If you will, please excuse me from my weekly Thursday night rapid fire rundown of random topics to quickly focus on a much more meaningful issue.
Today via the website Outsports.com, a guy named Kenny Dow wrote a piece about coming out as a gay man in the very masculine and testosterone driven industry of athletics. He chronicled his childhood and early professional career living in ultra conservative Montana where he didn’t feel the slightest bit comfortable revealing his true self. You would have thought that as he grew older and more established in the Big Sky state it would have made it easier to share with others his sexual orientation. Not so. Working inside probably the most visible, scrutinized, and tradition ridden office in the state, the University of Montana Athletics Department, Kenny didn’t feel comfortable. When an awesome job opportunity came his way, he got out.

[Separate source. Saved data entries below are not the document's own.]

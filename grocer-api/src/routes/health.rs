/// Health check endpoint
///
/// ```text
/// GET /health
/// ```
///
/// ```json
/// { "status": "healthy", "version": "0.1.0", "database": "connected" }
/// ```
///
/// Always answers 200; a failed or slow database check reports
/// `"degraded"` / `"disconnected"`.

use crate::app::AppState;
use axum::{extract::State, Json};
use grocer_shared::db::pool;
use serde::{Deserialize, Serialize};
use std::time::Duration;

/// Upper bound on the database check
const CHECK_TIMEOUT: Duration = Duration::from_secs(2);

#[derive(Debug, Serialize, Deserialize)]
pub struct HealthResponse {
    pub status: String,
    pub version: String,
    pub database: String,
}

pub async fn health_check(State(state): State<AppState>) -> Json<HealthResponse> {
    let connected = matches!(
        tokio::time::timeout(CHECK_TIMEOUT, pool::health_check(&state.db)).await,
        Ok(Ok(()))
    );

    if !connected {
        tracing::warn!("Health check could not reach the database");
    }

    Json(HealthResponse {
        status: if connected { "healthy" } else { "degraded" }.to_string(),
        version: grocer_shared::VERSION.to_string(),
        database: if connected { "connected" } else { "disconnected" }.to_string(),
    })
}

During the last year of his tenure at Grizzly Athletics, Kenny (along with Christie Anderson), served as my mentor(s). As a young intern in the marketing department I looked up to my bosses. I had such an amazing year learning about the business and having an absolute blast. A friendship grew between Kenny and I, one that would really only get stronger as we lived hundreds (and now thousands) of miles apart. When Kenny did announce his departure from Grizzly Athletics I put on hold a fully paid graduate school opportunity to do everything I could to get his job. Stars aligned and I was successful and for my whole time at Grizzly Athletics I poured every ounce of my being toward trying to equal the contributions Kenny made during the time he sat in my chair.
As the marketing director in the Portland State Athletics Department, Kenny turned everything about that place around. He took it from absolutely nothing to an award winning, prideful marketing program. His professional accomplishments at Portland State will go down as nothing short of spectacular. Don’t kid yourself though, the most significant accomplishment during his time in the Rose City wasn’t a professional one…it was a personal one. Encouraged by the openly gay women’s basketball coach Sherri Murrell to be himself, Kenny no longer hid who he was. Portland State accepted him and Kenny couldn’t have felt more comfortable.
At around the same time I left for Coastal Carolina, Kenny also left for a different job. Taking another giant leap up the ladder, he took an executive position with the Seattle Storm of the WNBA. Besides now making big marketing decisions for a professional sports team Kenny also gets to make big strides for the LGBT community. The WNBA has launched a large campaign to embrace its gay fan base and Kenny has an instrumental part in executing it. You got to think about this for a couple seconds: A guy who once worked in a place where he felt he couldn’t even come out is now an openly gay executive for a pro team playing an integral part in a national LGBT campaign. Not bad.
I am so proud of what Kenny has done both for others and himself. I am also extremely proud to say that he mentored me and has had a major impact on my professional career. You keep succeeding, good sir. Don’t Blink.